Jigs Gardner is an Associate Editor of the St. Croix Review. He writes on literature from the Adirondacks where he may be reached at This email address is being protected from spambots. You need JavaScript enabled to view it..

When I began this series some years ago, I had never written a literary essay. I had taught English, I had done lots of writing - stories, country essays, Marxist polemics - but I had never tried to write a considered estimate of a writer and I'm afraid I said many stupid things, things I would like to revise and rewrite. Failing that, I can write an essay like this to make amends.
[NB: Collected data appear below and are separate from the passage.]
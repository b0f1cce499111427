//! The multisig authorization ledger.
//!
//! Pending transactions follow an explicit state table:
//! PROPOSED --confirm (threshold met)--> EXECUTED;
//! PROPOSED --confirm (below threshold)--> PROPOSED;
//! PROPOSED --revoke--> PROPOSED; EXECUTED is terminal.
//!
//! Signer-set administration is restricted to the configuring authority
//! and never re-evaluates in-flight transactions: a proposal that already
//! meets a lowered threshold executes on the next `confirm` or `execute`
//! call, and a removed signer's confirmations are stripped so the
//! confirmations ⊆ signers invariant holds at all times.

use std::collections::BTreeMap;

use chrono::{DateTime, Utc};
use rust_decimal::Decimal;
use tracing::{debug, info};

use opentreasury_ledger::{ComplianceLedger, Movement, TreasuryVault};
use opentreasury_types::{
    constants, AccountId, PendingTransaction, Result, SignerSet, TransactionSource, TreasuryError,
    TxId, TxRef,
};

/// Multisignature propose/confirm/execute state machine for ad-hoc
/// treasury transfers.
pub struct AuthorizationLedger {
    /// The account allowed to administer the signer set.
    authority: AccountId,
    /// Current signers and confirmation threshold.
    signers: SignerSet,
    /// All transactions ever proposed, keyed by id. Executed transactions
    /// stay in the table for audit.
    transactions: BTreeMap<TxId, PendingTransaction>,
    /// Monotonic id source, starting at 1.
    next_tx: u64,
}

impl AuthorizationLedger {
    /// Create a ledger with the given authority and signer set.
    #[must_use]
    pub fn new(authority: AccountId, signers: SignerSet) -> Self {
        Self {
            authority,
            signers,
            transactions: BTreeMap::new(),
            next_tx: 1,
        }
    }

    // =====================================================================
    // Transaction lifecycle
    // =====================================================================

    /// Propose an ad-hoc transfer. The proposer's confirmation is **not**
    /// implicit; every confirmation goes through [`Self::confirm`].
    ///
    /// # Errors
    /// - `NotASigner` for a non-signer caller
    /// - `InvalidAmount` / `InvalidRecipient` / `PayloadTooLarge` on
    ///   validation failure
    pub fn propose(
        &mut self,
        caller: AccountId,
        recipient: AccountId,
        amount: Decimal,
        payload: Option<Vec<u8>>,
        now: DateTime<Utc>,
    ) -> Result<TxId> {
        self.check_signer(caller)?;
        if amount <= Decimal::ZERO {
            return Err(TreasuryError::InvalidAmount {
                reason: "proposed amount must be positive".to_string(),
            });
        }
        if recipient.is_zero() {
            return Err(TreasuryError::InvalidRecipient);
        }
        if let Some(bytes) = &payload {
            if bytes.len() > constants::MAX_PAYLOAD_BYTES {
                return Err(TreasuryError::PayloadTooLarge {
                    len: bytes.len(),
                    max: constants::MAX_PAYLOAD_BYTES,
                });
            }
        }

        let id = TxId(self.next_tx);
        self.next_tx += 1;
        self.transactions.insert(
            id,
            PendingTransaction {
                id,
                recipient,
                amount,
                payload,
                confirmations: std::collections::BTreeSet::new(),
                executed: false,
                proposed_by: caller,
                proposed_at: now,
                executed_at: None,
            },
        );

        info!(
            tx = %id,
            proposer = %caller.short(),
            recipient = %recipient.short(),
            amount = %amount,
            "transfer proposed"
        );
        Ok(id)
    }

    /// Record the caller's confirmation. When the confirmation reaches the
    /// threshold, execution happens inside this call — debit, compliance
    /// record, terminal state — atomically with the confirmation: if the
    /// debit would fail, the whole call fails and the confirmation is not
    /// recorded. Returns `true` iff the transaction executed in this call.
    ///
    /// # Errors
    /// - `NotASigner` / `TransactionNotFound`
    /// - `TransactionAlreadyExecuted` once terminal
    /// - `DuplicateConfirmation` for a repeat confirmation
    /// - `InsufficientFunds` when threshold-triggered execution cannot
    ///   cover the amount
    pub fn confirm(
        &mut self,
        caller: AccountId,
        vault: &mut TreasuryVault,
        compliance: &mut ComplianceLedger,
        tx_id: TxId,
        now: DateTime<Utc>,
    ) -> Result<bool> {
        self.check_signer(caller)?;
        let threshold = self.signers.threshold();
        let tx = self
            .transactions
            .get_mut(&tx_id)
            .ok_or(TreasuryError::TransactionNotFound(tx_id))?;
        if tx.executed {
            return Err(TreasuryError::TransactionAlreadyExecuted(tx_id));
        }
        if tx.confirmations.contains(&caller) {
            return Err(TreasuryError::DuplicateConfirmation(caller));
        }

        let reaches_threshold = tx.confirmation_count() + 1 >= threshold;
        if reaches_threshold {
            // Debit before recording the confirmation so a failed debit
            // leaves no partial effect.
            vault.debit(tx.amount)?;
            tx.confirmations.insert(caller);
            finalize(tx, compliance, caller, now)?;
            info!(tx = %tx_id, executor = %caller.short(), "transaction executed on threshold");
            return Ok(true);
        }

        tx.confirmations.insert(caller);
        debug!(
            tx = %tx_id,
            signer = %caller.short(),
            confirmations = tx.confirmation_count(),
            threshold,
            "confirmation recorded"
        );
        Ok(false)
    }

    /// Withdraw the caller's confirmation from a not-yet-executed
    /// transaction.
    ///
    /// # Errors
    /// - `NotASigner` / `TransactionNotFound`
    /// - `TransactionAlreadyExecuted` once terminal
    /// - `ConfirmationNotFound` when the caller never confirmed
    pub fn revoke(&mut self, caller: AccountId, tx_id: TxId) -> Result<()> {
        self.check_signer(caller)?;
        let tx = self
            .transactions
            .get_mut(&tx_id)
            .ok_or(TreasuryError::TransactionNotFound(tx_id))?;
        if tx.executed {
            return Err(TreasuryError::TransactionAlreadyExecuted(tx_id));
        }
        if !tx.confirmations.remove(&caller) {
            return Err(TreasuryError::ConfirmationNotFound(caller));
        }
        debug!(tx = %tx_id, signer = %caller.short(), "confirmation revoked");
        Ok(())
    }

    /// Explicitly execute a transaction whose threshold is already met
    /// (for hosts that lower the threshold after confirmations arrive, or
    /// prefer a separate execute step).
    ///
    /// # Errors
    /// - `NotASigner` / `TransactionNotFound`
    /// - `TransactionAlreadyExecuted` once terminal
    /// - `ThresholdNotMet` below the confirmation threshold
    /// - `InsufficientFunds` when the pool cannot cover the amount
    pub fn execute(
        &mut self,
        caller: AccountId,
        vault: &mut TreasuryVault,
        compliance: &mut ComplianceLedger,
        tx_id: TxId,
        now: DateTime<Utc>,
    ) -> Result<()> {
        self.check_signer(caller)?;
        let threshold = self.signers.threshold();
        let tx = self
            .transactions
            .get_mut(&tx_id)
            .ok_or(TreasuryError::TransactionNotFound(tx_id))?;
        if tx.executed {
            return Err(TreasuryError::TransactionAlreadyExecuted(tx_id));
        }
        if tx.confirmation_count() < threshold {
            return Err(TreasuryError::ThresholdNotMet {
                confirmations: tx.confirmation_count(),
                threshold,
            });
        }

        vault.debit(tx.amount)?;
        finalize(tx, compliance, caller, now)?;
        info!(tx = %tx_id, executor = %caller.short(), "transaction executed");
        Ok(())
    }

    // =====================================================================
    // Signer administration (authority only)
    // =====================================================================

    /// Add a signer to the set.
    ///
    /// # Errors
    /// `NotConfiguringAuthority`, plus the signer-set validation errors.
    pub fn add_signer(&mut self, caller: AccountId, signer: AccountId) -> Result<()> {
        self.check_authority(caller)?;
        self.signers.add(signer)?;
        info!(signer = %signer.short(), "signer added");
        Ok(())
    }

    /// Remove a signer. Refused when it would leave fewer signers than the
    /// threshold requires. The removed signer's confirmations are stripped
    /// from unexecuted transactions; no transaction is re-evaluated for
    /// execution.
    ///
    /// # Errors
    /// `NotConfiguringAuthority`, `SignerNotFound`, or `InvalidThreshold`.
    pub fn remove_signer(&mut self, caller: AccountId, signer: AccountId) -> Result<()> {
        self.check_authority(caller)?;
        self.signers.remove(signer)?;
        for tx in self.transactions.values_mut() {
            if !tx.executed {
                tx.confirmations.remove(&signer);
            }
        }
        info!(signer = %signer.short(), "signer removed");
        Ok(())
    }

    /// Change the confirmation threshold. In-flight transactions are not
    /// re-evaluated; one that already meets a lowered threshold executes
    /// on its next `confirm` or `execute` call.
    ///
    /// # Errors
    /// `NotConfiguringAuthority` or `InvalidThreshold`.
    pub fn set_threshold(&mut self, caller: AccountId, threshold: u32) -> Result<()> {
        self.check_authority(caller)?;
        self.signers.set_threshold(threshold)?;
        info!(threshold, "confirmation threshold updated");
        Ok(())
    }

    // =====================================================================
    // Read views
    // =====================================================================

    /// Look up a transaction by id.
    #[must_use]
    pub fn transaction(&self, tx_id: TxId) -> Option<&PendingTransaction> {
        self.transactions.get(&tx_id)
    }

    /// Not-yet-executed transactions in id order.
    #[must_use]
    pub fn pending(&self) -> Vec<&PendingTransaction> {
        self.transactions.values().filter(|tx| !tx.executed).collect()
    }

    /// The current signer set.
    #[must_use]
    pub fn signer_set(&self) -> &SignerSet {
        &self.signers
    }

    fn check_signer(&self, caller: AccountId) -> Result<()> {
        if !self.signers.contains(&caller) {
            return Err(TreasuryError::NotASigner(caller));
        }
        Ok(())
    }

    fn check_authority(&self, caller: AccountId) -> Result<()> {
        if caller != self.authority {
            return Err(TreasuryError::NotConfiguringAuthority(caller));
        }
        Ok(())
    }
}

/// Append the compliance record and move the transaction to its terminal
/// state. The vault debit has already happened.
fn finalize(
    tx: &mut PendingTransaction,
    compliance: &mut ComplianceLedger,
    executor: AccountId,
    now: DateTime<Utc>,
) -> Result<()> {
    compliance.record_movement(
        Movement {
            external_ref: None,
            internal_ref: TxRef::derive("multisig", tx.id.0, 0),
            rule_id: None,
            source: TransactionSource::Multisig,
            recipient: tx.recipient,
            amount: tx.amount,
            executor,
        },
        now,
    )?;
    tx.executed = true;
    tx.executed_at = Some(now);
    Ok(())
}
I shall concern myself with only two writers, Ernest Hemingway and Rudyard Kipling, not that I did them any injustice, but because I didn't say enough about either writer. In fact, I wrote about Hemingway as only a bit player in my essay about Mark Twain, "Huck Finn and Friends" the seventh essay in this series. What I said then was good so far as it went, but it didn't go far enough.

I said, in my recent essay on The Red Badge of Courage, that I would soon write more about the way Hemingway's style brought our literature back to life after its long spell in the doldrums. Expository prose was still thriving after Thoreau; think of the memoirs of Grant and Sherman, of Parkman's great history of the British and French in North America, of Teddy Roosevelt's ranching and hunting essays - or for that matter, think of the speeches of Lincoln. But after the great decade of the 1850s there had been only two literary works of any note Huckleberry Finn (1876) and Red Badge of Courage (1895). Henry James, was an outlier, with almost no influence on the writing of his time. Read some of the novels and stories published between 1870 and 1920, and while you may feel some life in the works of Theodore Dreiser and Frank Norris, the overriding impression will be of the exhaustion of language. The writing was literary, a made up language of cliches and well-worn devices, smokescreens of insincerity. That's why changing the subjects, a la Dreiser and Norris, didn't do much. What had to be changed was not what one saw, but how one saw - in a word style. That's exactly what Hemingway did when his first stories appeared in 1923-4. He utterly changed the style, and then the whole literary landscape was changed.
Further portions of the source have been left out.